A segunda falha foi a trama paralela que existe no filme: o diretor do programa de TV (Tony Ramos) que Chico está participando perdeu o filho. Sua mulher (Christiane Torloni) tenta se comunicar com o falecido, e é Chico Xavier que trará algumas respostas aos dois. Mesmo sendo baseado em um caso real, essa história destoa do tom adotado pelo filme inteiro. O filme estava sendo construído simplesmente como uma biografia de Xavier, não de suas influências na sociedade. Como esta parte toma muito tempo do filme, acaba prejudicando seu ritmo. É também nesta parte que o filme quase se torna um dramalhão mexicano, não fosse a soberba atuação de Tony Ramos. Além disso, essa história dentro da história contribui para mostrar que a mediunidade de Chico é verdadeira, em vez de deixar algumas dúvidas na mente do leitor. Afinal, a própria sinopse e os primeiros minutos do filme aparentemente apostam na dúvida sobre a veracidade do médium. O segmento serve apenas para mostrar que Chico não é uma farsa, não sobrando espaço para debate – soa impositivo demais. Neste ponto, biografias como Ghandi (1982), de Richard Attenborough, são mais atraentes: elas constrõem o personagem a partir de uma dubiedade. No caso de Ghandi, o personagem principal é mostrado como sendo um homem bom e ao mesmo tempo alguém que gerou grandes problemas com a criação do Paquistão, em 1947.

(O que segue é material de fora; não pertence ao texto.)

//! In-memory disk
//!
//! Keeps files in process memory. Besides backing the `memory` driver it lets
//! callers inject failures (an unreachable disk, failing stats, deletes or
//! writes)
//! and records the order in which files were deleted.

use std::collections::BTreeMap;
use std::io::{Cursor, Read};
use std::sync::atomic::{AtomicBool, Ordering};
use std::sync::{Mutex, MutexGuard, PoisonError};

use chrono::{DateTime, Utc};

use super::{sniff_mime_type, Disk};
use crate::config::WriteOptions;
use crate::error::{StewardError, StewardResult};

#[derive(Debug, Clone)]
struct MemoryFile {
    data: Vec<u8>,
    /// Reported size; may exceed `data.len()` for fixtures that fake large files
    size: u64,
    modified: DateTime<Utc>,
}

/// A disk that lives in memory
#[derive(Debug, Default)]
pub struct MemoryDisk {
    name: String,
    files: Mutex<BTreeMap<String, MemoryFile>>,
    deletions: Mutex<Vec<String>>,
    unreachable: AtomicBool,
    fail_stats: AtomicBool,
    fail_deletes: AtomicBool,
    fail_writes: AtomicBool,
}

impl MemoryDisk {
    /// Create an empty disk
    pub fn new(name: impl Into<String>) -> Self {
        Self {
            name: name.into(),
            ..Self::default()
        }
    }

    /// Store a file with the given contents and modification time
    pub fn put(&self, path: &str, data: impl Into<Vec<u8>>, modified: DateTime<Utc>) {
        let data = data.into();
        let size = data.len() as u64;
        self.files().insert(
            path.to_string(),
            MemoryFile {
                data,
                size,
                modified,
            },
        );
    }

    /// Store a zip-signed placeholder that reports `size` bytes
    pub fn put_sized(&self, path: &str, size: u64, modified: DateTime<Utc>) {
        self.files().insert(
            path.to_string(),
            MemoryFile {
                data: b"PK\x03\x04".to_vec(),
                size,
                modified,
            },
        );
    }

    /// Make every listing fail as if the disk were offline
    pub fn set_unreachable(&self, unreachable: bool) {
        self.unreachable.store(unreachable, Ordering::SeqCst);
    }

    /// Make every size and modification time lookup fail
    pub fn set_fail_stats(&self, fail: bool) {
        self.fail_stats.store(fail, Ordering::SeqCst);
    }

    /// Make every delete fail
    pub fn set_fail_deletes(&self, fail: bool) {
        self.fail_deletes.store(fail, Ordering::SeqCst);
    }

    /// Make every write fail
    pub fn set_fail_writes(&self, fail: bool) {
        self.fail_writes.store(fail, Ordering::SeqCst);
    }

    /// Paths deleted so far, in deletion order
    pub fn deletions(&self) -> Vec<String> {
        self.deletions
            .lock()
            .unwrap_or_else(PoisonError::into_inner)
            .clone()
    }

    /// Number of stored files
    pub fn file_count(&self) -> usize {
        self.files().len()
    }

    /// Contents of a stored file
    pub fn contents(&self, path: &str) -> Option<Vec<u8>> {
        self.files().get(path).map(|f| f.data.clone())
    }

    fn files(&self) -> MutexGuard<'_, BTreeMap<String, MemoryFile>> {
        self.files.lock().unwrap_or_else(PoisonError::into_inner)
    }

    fn check_stat(&self, path: &str) -> StewardResult<()> {
        if self.fail_stats.load(Ordering::SeqCst) {
            return Err(StewardError::Storage(format!(
                "Failed to stat {} on disk {}",
                path, self.name
            )));
        }
        Ok(())
    }

    fn missing(&self, path: &str) -> StewardError {
        StewardError::Storage(format!("File {} does not exist on disk {}", path, self.name))
    }
}

impl Disk for MemoryDisk {
    fn list_files(&self, prefix: &str) -> StewardResult<Vec<String>> {
        if self.unreachable.load(Ordering::SeqCst) {
            return Err(StewardError::connectivity(&self.name, "disk is offline"));
        }

        let prefix = prefix.trim_matches('/');
        let folder = format!("{}/", prefix);
        Ok(self
            .files()
            .keys()
            .filter(|path| prefix.is_empty() || path.starts_with(&folder))
            .cloned()
            .collect())
    }

    fn exists(&self, path: &str) -> StewardResult<bool> {
        Ok(self.files().contains_key(path))
    }

    fn size(&self, path: &str) -> StewardResult<u64> {
        self.check_stat(path)?;
        self.files()
            .get(path)
            .map(|f| f.size)
            .ok_or_else(|| self.missing(path))
    }

    fn last_modified(&self, path: &str) -> StewardResult<DateTime<Utc>> {
        self.check_stat(path)?;
        self.files()
            .get(path)
            .map(|f| f.modified)
            .ok_or_else(|| self.missing(path))
    }

    fn delete(&self, path: &str) -> StewardResult<bool> {
        if self.fail_deletes.load(Ordering::SeqCst) {
            return Err(StewardError::Storage(format!(
                "Refused to delete {} on disk {}",
                path, self.name
            )));
        }

        let removed = self.files().remove(path).is_some();
        if removed {
            self.deletions
                .lock()
                .unwrap_or_else(PoisonError::into_inner)
                .push(path.to_string());
        }
        Ok(removed)
    }

    fn read_stream(&self, path: &str) -> StewardResult<Box<dyn Read>> {
        let data = self.contents(path).ok_or_else(|| self.missing(path))?;
        Ok(Box::new(Cursor::new(data)))
    }

    fn write_stream(
        &self,
        path: &str,
        reader: &mut dyn Read,
        _options: &WriteOptions,
    ) -> StewardResult<()> {
        if self.fail_writes.load(Ordering::SeqCst) {
            return Err(StewardError::storage_write(&self.name, "disk is read-only"));
        }

        let mut data = Vec::new();
        reader
            .read_to_end(&mut data)
            .map_err(|e| StewardError::storage_write(&self.name, e))?;
        self.put(path, data, Utc::now());
        Ok(())
    }

    fn mime_type(&self, path: &str) -> Option<String> {
        let files = self.files();
        let file = files.get(path)?;
        sniff_mime_type(&file.data[..file.data.len().min(4)])
    }
}
//! All destinations of the configured backup

use super::destination::BackupDestination;
use crate::config::Settings;
use crate::error::{StewardError, StewardResult};
use crate::storage::DiskRegistry;

/// The destinations one backup is written to
#[derive(Debug, Default)]
pub struct BackupDestinationCollection {
    destinations: Vec<BackupDestination>,
}

impl BackupDestinationCollection {
    pub fn new(destinations: Vec<BackupDestination>) -> Self {
        Self { destinations }
    }

    /// One destination per disk named in `backup.destination.disks`
    pub fn from_settings(settings: &Settings, registry: &DiskRegistry) -> Self {
        Self::for_disks(
            registry,
            &settings.backup.name,
            &settings.backup.destination.disks,
        )
    }

    /// One destination per disk name for a backup name
    pub fn for_disks(registry: &DiskRegistry, backup_name: &str, disks: &[String]) -> Self {
        Self::new(
            disks
                .iter()
                .map(|disk| BackupDestination::create(registry, disk, backup_name))
                .collect(),
        )
    }

    /// Keep only the destination on `disk_name`
    pub fn only_disk(self, disk_name: &str) -> StewardResult<Self> {
        let destinations: Vec<_> = self
            .destinations
            .into_iter()
            .filter(|d| d.disk_name() == disk_name)
            .collect();

        if destinations.is_empty() {
            return Err(StewardError::Config(format!(
                "Disk `{}` is not configured as a backup destination",
                disk_name
            )));
        }

        Ok(Self::new(destinations))
    }

    pub fn len(&self) -> usize {
        self.destinations.len()
    }

    pub fn is_empty(&self) -> bool {
        self.destinations.is_empty()
    }

    pub fn iter(&self) -> std::slice::Iter<'_, BackupDestination> {
        self.destinations.iter()
    }

    pub fn iter_mut(&mut self) -> std::slice::IterMut<'_, BackupDestination> {
        self.destinations.iter_mut()
    }

    /// Names of the disks, in configured order
    pub fn disk_names(&self) -> Vec<String> {
        self.destinations
            .iter()
            .map(|d| d.disk_name().to_string())
            .collect()
    }
}

impl IntoIterator for BackupDestinationCollection {
    type Item = BackupDestination;
    type IntoIter = std::vec::IntoIter<BackupDestination>;

    fn into_iter(self) -> Self::IntoIter {
        self.destinations.into_iter()
    }
}
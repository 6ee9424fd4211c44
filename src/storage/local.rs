//! Local filesystem disk
//!
//! Stores files below a root directory. A root that does not exist is treated
//! as an unreachable disk (an unmounted drive), while a missing folder below
//! the root simply has no files.

use std::fs::{self, File};
use std::io::{self, Read};
use std::path::{Component, Path, PathBuf};

use chrono::{DateTime, Utc};
use walkdir::WalkDir;

use super::{sniff_mime_type, Disk};
use crate::config::{Visibility, WriteOptions};
use crate::error::{StewardError, StewardResult};

/// A disk rooted at a local directory
#[derive(Debug, Clone)]
pub struct LocalDisk {
    name: String,
    root: PathBuf,
}

impl LocalDisk {
    /// Create a disk rooted at `root`
    pub fn new(name: impl Into<String>, root: impl Into<PathBuf>) -> Self {
        Self {
            name: name.into(),
            root: root.into(),
        }
    }

    /// Get the root directory
    pub fn root(&self) -> &Path {
        &self.root
    }

    /// Map a disk path onto the filesystem, refusing to leave the root
    fn resolve(&self, path: &str) -> StewardResult<PathBuf> {
        let relative = Path::new(path.trim_start_matches('/'));
        if relative
            .components()
            .any(|c| matches!(c, Component::ParentDir | Component::Prefix(_)))
        {
            return Err(StewardError::Storage(format!(
                "Path escapes the root of disk {}: {}",
                self.name, path
            )));
        }
        Ok(self.root.join(relative))
    }

    fn to_disk_path(&self, full: &Path) -> Option<String> {
        let relative = full.strip_prefix(&self.root).ok()?;
        let parts: Vec<String> = relative
            .components()
            .map(|c| c.as_os_str().to_string_lossy().to_string())
            .collect();
        Some(parts.join("/"))
    }

    fn storage_error(&self, action: &str, path: &str, err: impl std::fmt::Display) -> StewardError {
        StewardError::Storage(format!(
            "Failed to {} {} on disk {}: {}",
            action, path, self.name, err
        ))
    }
}

impl Disk for LocalDisk {
    fn list_files(&self, prefix: &str) -> StewardResult<Vec<String>> {
        if !self.root.is_dir() {
            return Err(StewardError::connectivity(
                &self.name,
                format!("root directory {} does not exist", self.root.display()),
            ));
        }

        let dir = self.resolve(prefix)?;
        if !dir.exists() {
            return Ok(Vec::new());
        }

        let mut files = Vec::new();
        for entry in WalkDir::new(&dir).follow_links(false) {
            let entry = entry.map_err(|e| self.storage_error("list", prefix, e))?;
            if !entry.file_type().is_file() {
                continue;
            }
            if let Some(path) = self.to_disk_path(entry.path()) {
                files.push(path);
            }
        }

        files.sort();
        Ok(files)
    }

    fn exists(&self, path: &str) -> StewardResult<bool> {
        Ok(self.resolve(path)?.is_file())
    }

    fn size(&self, path: &str) -> StewardResult<u64> {
        let metadata =
            fs::metadata(self.resolve(path)?).map_err(|e| self.storage_error("stat", path, e))?;
        Ok(metadata.len())
    }

    fn last_modified(&self, path: &str) -> StewardResult<DateTime<Utc>> {
        let modified = fs::metadata(self.resolve(path)?)
            .and_then(|m| m.modified())
            .map_err(|e| self.storage_error("stat", path, e))?;
        Ok(DateTime::<Utc>::from(modified))
    }

    fn delete(&self, path: &str) -> StewardResult<bool> {
        let full = self.resolve(path)?;
        if !full.is_file() {
            return Ok(false);
        }
        fs::remove_file(&full).map_err(|e| self.storage_error("delete", path, e))?;
        Ok(true)
    }

    fn read_stream(&self, path: &str) -> StewardResult<Box<dyn Read>> {
        let file = File::open(self.resolve(path)?).map_err(|e| self.storage_error("open", path, e))?;
        Ok(Box::new(file))
    }

    fn write_stream(
        &self,
        path: &str,
        reader: &mut dyn Read,
        options: &WriteOptions,
    ) -> StewardResult<()> {
        let full = self.resolve(path)?;
        if let Some(parent) = full.parent() {
            fs::create_dir_all(parent).map_err(|e| StewardError::storage_write(&self.name, e))?;
        }

        let mut file = File::create(&full).map_err(|e| StewardError::storage_write(&self.name, e))?;
        io::copy(reader, &mut file).map_err(|e| StewardError::storage_write(&self.name, e))?;
        file.sync_all()
            .map_err(|e| StewardError::storage_write(&self.name, e))?;

        if options.visibility == Visibility::Private {
            restrict_permissions(&full).map_err(|e| StewardError::storage_write(&self.name, e))?;
        }

        Ok(())
    }

    fn mime_type(&self, path: &str) -> Option<String> {
        let mut file = File::open(self.resolve(path).ok()?).ok()?;
        let mut header = [0u8; 4];
        let read = file.read(&mut header).ok()?;
        sniff_mime_type(&header[..read])
    }
}

#[cfg(unix)]
fn restrict_permissions(path: &Path) -> io::Result<()> {
    use std::os::unix::fs::PermissionsExt;
    fs::set_permissions(path, fs::Permissions::from_mode(0o600))
}

#[cfg(not(unix))]
fn restrict_permissions(_path: &Path) -> io::Result<()> {
    Ok(())
}
//! Task pipeline
//!
//! An action runs an ordered list of tasks over one mutable context, the
//! *passable*. Each task gets the passable and a [`Next`] continuation:
//!
//! ```text
//! task 0 ──next──▶ task 1 ──next──▶ ... ──next──▶ done
//!   │                │
//!   └── Err ─────────┴──▶ remaining tasks skipped, ActionFailed
//! ```
//!
//! A task that returns an error stops the run. A task that returns without
//! calling `next` ends it early. Either way the action fires exactly one of
//! `ActionSucceeded` or `ActionFailed`.

mod action;
mod task;

pub use action::{Action, Passable, RunContext};
pub use task::{Next, Pipeline, PipelineState, Task};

Se você não conhece a história de Chico Xavier ou quer saber mais sobre ela, então assistir ao filme é uma ótima oportunidade. Só não espere uma obra-prima do cinema nacional…

FICHA TÉCNICA

Título original: Chico Xavier
Ano de lançamento: 2010
Direção: Daniel Filho
Produção: Daniel Filho
Roteiro: Marcos Bernstein
Elenco: Nelson Xavier (Chico Xavier 1969-1975), Ângelo Antônio (1931-1959), Matheus Costa (1918-1922), Tony Ramos (Orlando), Christiane Torloni (Glória).